» **PROMPT**
For the listing below, how many lines contain the word "crate"? Answer with only that figure.
== RECORDS PROVIDED ==
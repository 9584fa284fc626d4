//! File creation on top of path allocation.

use std::fs::File;
use std::io::{self, Write};
use std::path::{Path, PathBuf};

use crate::api::error::Result;
use crate::api::naming::NamingScheme;
use crate::api::path::allocate_with;
use crate::diagnostics::trace_event;

/// A freshly created temporary file together with the path it lives at.
///
/// The caller owns the handle; dropping it closes the file but does not
/// delete it. Register [`path`](NamedFile::path) with a
/// [`TempRegistry`](crate::TempRegistry) to have it removed later.
#[derive(Debug)]
pub struct NamedFile {
    path: PathBuf,
    file: File,
}

impl NamedFile {
    /// Path the file was created at.
    pub fn path(&self) -> &Path {
        &self.path
    }

    /// The open file.
    pub fn file(&self) -> &File {
        &self.file
    }

    /// The open file, mutably.
    pub fn file_mut(&mut self) -> &mut File {
        &mut self.file
    }

    /// Discard the path and keep the handle.
    pub fn into_file(self) -> File {
        self.file
    }

    /// Split into path and handle.
    pub fn into_parts(self) -> (PathBuf, File) {
        (self.path, self.file)
    }
}

impl Write for NamedFile {
    fn write(&mut self, buf: &[u8]) -> io::Result<usize> {
        self.file.write(buf)
    }

    fn flush(&mut self) -> io::Result<()> {
        self.file.flush()
    }
}

/// Allocate an unused `dir/<prefix>NNN<suffix>` path and create the file.
///
/// Exhaustion is returned as [`TempFileError::Exhausted`]; a failed create
/// (missing directory, permissions, ...) as [`TempFileError::Io`] with the
/// original error kind.
///
/// [`TempFileError::Exhausted`]: crate::TempFileError::Exhausted
/// [`TempFileError::Io`]: crate::TempFileError::Io
pub fn create(dir: impl AsRef<Path>, prefix: &str, suffix: &str) -> Result<NamedFile> {
    create_with(&NamingScheme::DEFAULT, dir, prefix, suffix)
}

/// [`create`] with an explicit naming scheme.
pub fn create_with(
    scheme: &NamingScheme,
    dir: impl AsRef<Path>,
    prefix: &str,
    suffix: &str,
) -> Result<NamedFile> {
    let path = allocate_with(scheme, dir, prefix, suffix)?;
    // Truncates if something appeared between probe and create.
    let file = File::create(&path)?;
    trace_event!("created {}", path.display());
    Ok(NamedFile { path, file })
}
===
» **RESULT**
7